BEGIN
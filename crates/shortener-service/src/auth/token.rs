//! RS256 token signing and verification.
//!
//! # Security
//!
//! - Tokens are size-checked BEFORE parsing (DoS prevention, via `common::jwt`)
//! - Only RS256 is accepted; the header `alg` cannot downgrade verification
//! - Expiration is always validated; `iat` is validated with clock skew
//!   tolerance
//! - The issuer is NOT checked here so callers can report it separately

use crate::auth::claims::Claims;
use crate::errors::{AuthError, KeyLookupError};
use common::jwt::{decode_unverified, validate_iat, UnverifiedToken, DEFAULT_CLOCK_SKEW};
use common::secret::{ExposeSecret, SecretString};
use jsonwebtoken::{decode, encode, Algorithm, DecodingKey, EncodingKey, Header, Validation};
use std::time::Duration;

/// The only signing algorithm issued or accepted.
pub const SIGNING_ALGORITHM: Algorithm = Algorithm::RS256;

/// Stateless RS256 codec.
#[derive(Debug, Clone)]
pub struct TokenCodec {
    clock_skew: Duration,
}

impl Default for TokenCodec {
    fn default() -> Self {
        Self::new(DEFAULT_CLOCK_SKEW)
    }
}

impl TokenCodec {
    /// # Arguments
    ///
    /// * `clock_skew` - how far in the future `iat` may be
    pub fn new(clock_skew: Duration) -> Self {
        Self { clock_skew }
    }

    /// Sign `claims` with `private_pem`, embedding `kid` in the header.
    ///
    /// # Errors
    ///
    /// `AuthError::Signing` if the key cannot be parsed or signing fails.
    pub fn sign(
        &self,
        kid: &str,
        claims: &Claims,
        private_pem: &SecretString,
    ) -> Result<String, AuthError> {
        let key = EncodingKey::from_rsa_pem(private_pem.expose_secret().as_bytes())
            .map_err(|e| AuthError::Signing(format!("parsing private pem: {e}")))?;

        let mut header = Header::new(SIGNING_ALGORITHM);
        header.kid = Some(kid.to_string());

        encode(&header, claims, &key).map_err(|e| AuthError::Signing(format!("signing token: {e}")))
    }

    /// Decode the token structure without verifying the signature.
    ///
    /// # Errors
    ///
    /// `AuthError::TokenStructureInvalid` for oversized or malformed tokens.
    pub fn parse_unverified(&self, token: &str) -> Result<UnverifiedToken, AuthError> {
        decode_unverified(token).map_err(|e| {
            tracing::debug!(target: "shortener.auth.token", error = ?e, "Token structure rejected");
            AuthError::TokenStructureInvalid(format!("{e:?}"))
        })
    }

    /// Verify `token` against `public_pem` and return its claims.
    ///
    /// # Errors
    ///
    /// - `AuthError::KeyResolution(InvalidKey)` - `public_pem` is not an RSA public key
    /// - `AuthError::SignatureOrClaimsInvalid` - bad signature, wrong algorithm,
    ///   expired, missing/mistyped claims, or `iat` too far in the future
    pub fn verify(&self, token: &str, public_pem: &str) -> Result<Claims, AuthError> {
        let key = DecodingKey::from_rsa_pem(public_pem.as_bytes()).map_err(|e| {
            tracing::error!(target: "shortener.auth.token", error = %e, "Resolved public key is unusable");
            AuthError::KeyResolution(KeyLookupError::InvalidKey(format!("parsing public pem: {e}")))
        })?;

        let mut validation = Validation::new(SIGNING_ALGORITHM);
        validation.validate_exp = true;
        // Expired means expired; only `iat` gets clock skew tolerance
        validation.leeway = 0;
        // No audience in this token format; issuer is compared by the session
        validation.validate_aud = false;

        let token_data = decode::<Claims>(token, &key, &validation).map_err(|e| {
            tracing::debug!(target: "shortener.auth.token", error = %e, "Token verification failed");
            AuthError::SignatureOrClaimsInvalid(e.to_string())
        })?;

        validate_iat(token_data.claims.iat, self.clock_skew).map_err(|e| {
            tracing::debug!(target: "shortener.auth.token", error = ?e, "Token iat validation failed");
            AuthError::SignatureOrClaimsInvalid(format!("{e:?}"))
        })?;

        Ok(token_data.claims)
    }
}

#[cfg(test)]
#[allow(clippy::unwrap_used, clippy::expect_used)]
mod tests {
    use super::*;
    use rsa::pkcs1::DecodeRsaPrivateKey;
    use rsa::pkcs8::{EncodePublicKey, LineEnding};
    use shortener_test_utils::crypto_fixtures::{PRIMARY_PRIVATE_PEM, SECONDARY_PRIVATE_PEM};

    fn public_pem(private_pem: &str) -> String {
        rsa::RsaPrivateKey::from_pkcs1_pem(private_pem)
            .unwrap()
            .to_public_key()
            .to_public_key_pem(LineEnding::LF)
            .unwrap()
    }

    fn claims(iat_offset: i64, exp_offset: i64) -> Claims {
        let now = chrono::Utc::now().timestamp();
        Claims {
            sub: "1234".to_string(),
            iss: "URL-Shortener".to_string(),
            exp: now + exp_offset,
            iat: now + iat_offset,
            roles: ["ADMIN".to_string()].into_iter().collect(),
        }
    }

    fn sign(claims: &Claims) -> String {
        TokenCodec::default()
            .sign("primary", claims, &SecretString::from(PRIMARY_PRIVATE_PEM))
            .unwrap()
    }

    #[test]
    fn test_sign_embeds_kid_and_algorithm() {
        let token = sign(&claims(0, 3600));
        let unverified = TokenCodec::default().parse_unverified(&token).unwrap();

        assert_eq!(unverified.kid().unwrap(), "primary");
        assert_eq!(unverified.header()["alg"], "RS256");
        assert_eq!(unverified.claims()["iss"], "URL-Shortener");
    }

    #[test]
    fn test_verify_valid_token() {
        let original = claims(0, 3600);
        let token = sign(&original);

        let verified = TokenCodec::default()
            .verify(&token, &public_pem(PRIMARY_PRIVATE_PEM))
            .unwrap();

        assert_eq!(verified, original);
    }

    #[test]
    fn test_verify_wrong_key_fails() {
        let token = sign(&claims(0, 3600));

        let err = TokenCodec::default()
            .verify(&token, &public_pem(SECONDARY_PRIVATE_PEM))
            .unwrap_err();

        assert!(matches!(err, AuthError::SignatureOrClaimsInvalid(_)));
    }

    #[test]
    fn test_verify_expired_token_fails() {
        let token = sign(&claims(-7200, -3600));

        let err = TokenCodec::default()
            .verify(&token, &public_pem(PRIMARY_PRIVATE_PEM))
            .unwrap_err();

        assert!(matches!(err, AuthError::SignatureOrClaimsInvalid(_)));
    }

    #[test]
    fn test_verify_recently_expired_token_fails() {
        let token = sign(&claims(-120, -30));

        let err = TokenCodec::default()
            .verify(&token, &public_pem(PRIMARY_PRIVATE_PEM))
            .unwrap_err();

        assert!(matches!(err, AuthError::SignatureOrClaimsInvalid(_)));
    }

    #[test]
    fn test_verify_iat_too_far_in_future_fails() {
        let token = sign(&claims(3600, 7200));

        let err = TokenCodec::new(Duration::from_secs(300))
            .verify(&token, &public_pem(PRIMARY_PRIVATE_PEM))
            .unwrap_err();

        assert!(matches!(err, AuthError::SignatureOrClaimsInvalid(_)));
    }

    #[test]
    fn test_verify_rejects_hs256_token() {
        // HMAC token keyed with the public PEM bytes (classic alg confusion)
        let pem = public_pem(PRIMARY_PRIVATE_PEM);
        let mut header = Header::new(Algorithm::HS256);
        header.kid = Some("primary".to_string());
        let token = encode(
            &header,
            &claims(0, 3600),
            &EncodingKey::from_secret(pem.as_bytes()),
        )
        .unwrap();

        let err = TokenCodec::default().verify(&token, &pem).unwrap_err();
        assert!(matches!(err, AuthError::SignatureOrClaimsInvalid(_)));
    }

    #[test]
    fn test_verify_unusable_public_key() {
        let token = sign(&claims(0, 3600));
        let err = TokenCodec::default().verify(&token, "garbage").unwrap_err();
        assert!(matches!(
            err,
            AuthError::KeyResolution(KeyLookupError::InvalidKey(_))
        ));
    }

    #[test]
    fn test_sign_with_invalid_private_key() {
        let err = TokenCodec::default()
            .sign("kid", &claims(0, 60), &SecretString::from("not a key"))
            .unwrap_err();
        assert!(matches!(err, AuthError::Signing(_)));
    }

    #[test]
    fn test_parse_unverified_rejects_garbage() {
        let err = TokenCodec::default().parse_unverified("abc.def").unwrap_err();
        assert!(matches!(err, AuthError::TokenStructureInvalid(_)));
    }
}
END
## [What is needed]
Count the lines above that contain "DecodingKey", and give only the number.

## [Exercise answer]
2